3 M syndrome is a well-known autosomal recessive skeletal genetic disorder caused by biallelic pathogenic variants in the CUL7, OBSL1, and CCDC8 genes. Affected individuals exhibit profound pre- and postnatal growth retardation, distinctive facial features with normal intelligence. This study aims to provide insight into the comprehensive evaluation of clinical, laboratory, and radiological findings, expand the mutational spectrum of the disease, and establish a genotype-phenotype correlation in the present cases. A total of 25 patients from 19 unrelated families were included in the study. Genetic etiology was determined in probands through the utilization of Sanger sequencing and/or targeted gene panel analysis. The clinical, laboratory, and genetic features of all patients at admission and during follow-up were documented. Genotype-phenotype correlation was carried out in the CUL7 and OBSL1 groups. The genetic etiology was established in all patients (n = 25/25, 100%). We identified 15 distinct variants in CUL7, OBSL1, and CCDC8 genes, with eleven being novel. CUL7 variants were present in 13 patients (n = 13/25, 52%), while OBSL1 variants were found in 11 patients (n = 11/25, 44%). No notable distinctions were found in mean birth weight, height, and standard deviation scores between the CUL7 and OBSL1 mutation groups (p > 0.05). Patients with CUL7 variants exhibited significantly lower height standard deviation scores both at admission and at the last examination, as well as lower weight standard deviation scores at the last examination, compared to those with OBSL1 variants (p < 0.05).
To date, genotype-phenotype correlations have been identified in a limited number of studies. Further research involving larger cohorts is necessary to solidify these correlations.
• 3M syndrome is a well-known skeletal dysplasia caused by biallelic pathogenic variants in CUL7, OBSL1, and CCDC8 genes. • Despite genetic heterogeneity, clinical, and radiologic features show homogeneity in affected individuals.

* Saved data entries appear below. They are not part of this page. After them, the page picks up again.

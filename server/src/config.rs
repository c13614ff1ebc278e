use std::path::PathBuf;

use game::config::Rules;
use serde::{Deserialize, Serialize};

#[derive(Debug, Clone, Default, PartialEq, Serialize, Deserialize)]
#[serde(default)]
pub struct Configuration {
    /// SQLite database of persistent farms, every session is demo one without it.
    pub database: Option<PathBuf>,
    pub rules: Rules,
}

impl Configuration {
    pub fn from_json(data: &str) -> Result<Self, serde_json::Error> {
        serde_json::from_str(data)
    }
}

• Genotype-phenotype correlations have been established in limited studies. • The CUL7 group exhibited significantly lower height SDS at both admission and the final evaluation and lower weight SDS at the final examination compared to the OBSL1 group. • The frequency of variants in the OBSL1 gene among Turkish patients exceeds the rates reported in the literature. • Gradenigo syndrome is being reported for the first time in a patient with 3M syndrome.

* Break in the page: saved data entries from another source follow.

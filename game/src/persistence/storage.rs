use log::info;

use crate::data::DataError;
use crate::model::{Farm, FarmId};
use crate::persistence::{AnimalRow, CropRow, FarmSnapshot, ResourceRow, StructureRow};
use crate::planting::CropId;
use crate::Timestamp;

/// Durable home of farms, last write wins per record.
pub trait FarmStorage: Send {
    fn find_farm(&self, owner: &str) -> Result<Option<Farm>, DataError>;

    /// Registers new farm with level 1 and no currency.
    fn create_farm(&mut self, owner: &str, name: &str, now: Timestamp) -> Result<Farm, DataError>;

    fn save_farm(&mut self, farm: &Farm) -> Result<(), DataError>;

    fn find_resources(&self, farm: FarmId) -> Result<Vec<ResourceRow>, DataError>;

    fn save_resource(&mut self, row: &ResourceRow) -> Result<(), DataError>;

    fn find_structures(&self, farm: FarmId) -> Result<Vec<StructureRow>, DataError>;

    fn save_structure(&mut self, row: &StructureRow) -> Result<(), DataError>;

    fn find_crops(&self, farm: FarmId) -> Result<Vec<CropRow>, DataError>;

    fn save_crop(&mut self, row: &CropRow) -> Result<(), DataError>;

    fn delete_crop(&mut self, farm: FarmId, crop: CropId) -> Result<(), DataError>;

    fn find_animals(&self, farm: FarmId) -> Result<Vec<AnimalRow>, DataError>;

    fn save_animal(&mut self, row: &AnimalRow) -> Result<(), DataError>;
}

impl FarmSnapshot {
    pub fn load(storage: &dyn FarmStorage, farm: Farm) -> Result<Self, DataError> {
        info!("Begin farm {:?} loading", farm.id);
        let snapshot = FarmSnapshot {
            resources: storage.find_resources(farm.id)?,
            structures: storage.find_structures(farm.id)?,
            crops: storage.find_crops(farm.id)?,
            animals: storage.find_animals(farm.id)?,
            farm,
        };
        info!(
            "End farm {:?} loading: {} resources, {} structures, {} crops, {} animals",
            snapshot.farm.id,
            snapshot.resources.len(),
            snapshot.structures.len(),
            snapshot.crops.len(),
            snapshot.animals.len()
        );
        Ok(snapshot)
    }

    pub fn save(&self, storage: &mut dyn FarmStorage) -> Result<(), DataError> {
        storage.save_farm(&self.farm)?;
        for row in &self.resources {
            storage.save_resource(row)?;
        }
        for row in &self.structures {
            storage.save_structure(row)?;
        }
        for row in &self.crops {
            storage.save_crop(row)?;
        }
        for row in &self.animals {
            storage.save_animal(row)?;
        }
        Ok(())
    }
}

3M综合征是一种著名的常染色体隐性遗传性骨骼疾病,由CUL7、OBSL1和CCDC8基因的双等位基因致病性变异引起。受影响个体在出生前和出生后均表现出严重的生长发育迟缓,面部特征独特但智力正常。本研究旨在深入了解临床、实验室和影像学检查结果的综合评估,扩大该疾病的突变谱,并在本病例中建立基因型与表型的相关性。本研究共纳入了来自19个无关家庭的25例患者。通过桑格测序和/或靶向基因panel分析确定先证者的遗传病因。记录了所有患者入院时及随访期间的临床、实验室和遗传特征。对CUL7和OBSL1组进行了基因型与表型的相关性分析。所有患者(n = 25/25,100%)均确定了遗传病因。我们在CUL7、OBSL1和CCDC8基因中鉴定出15种不同的变异,其中11种为新变异。13例患者(n = 13/25,52%)存在CUL7变异,11例患者(n = 11/25,44%)存在OBSL1变异。CUL7和OBSL1突变组在平均出生体重、身高和标准差评分方面未发现显著差异(p > 0.05)。与OBSL1变异患者相比,CUL7变异患者在入院时和最后一次检查时的身高标准差评分均显著更低,在最后一次检查时的体重标准差评分也更低(p < 0.05)。
迄今为止,在有限的研究中已确定了基因型与表型的相关性。需要进一步开展涉及更大队列的研究来巩固这些相关性。
• 3M综合征是一种由CUL7、OBSL1和CCDC8基因的双等位基因致病性变异引起的著名骨骼发育不良。• 尽管存在遗传异质性,但受影响个体的临床和放射学特征表现出同质性。
• 在有限的研究中已建立了基因型与表型的相关性。• 与OBSL1组相比,CUL7组在入院时和最终评估时的身高SDS均显著更低,在最后一次检查时的体重SDS也更低。• OBSL1基因变异在土耳其患者中的频率超过了文献报道的比率。• 首次在一名3M综合征患者中报告Gradenigo综合征。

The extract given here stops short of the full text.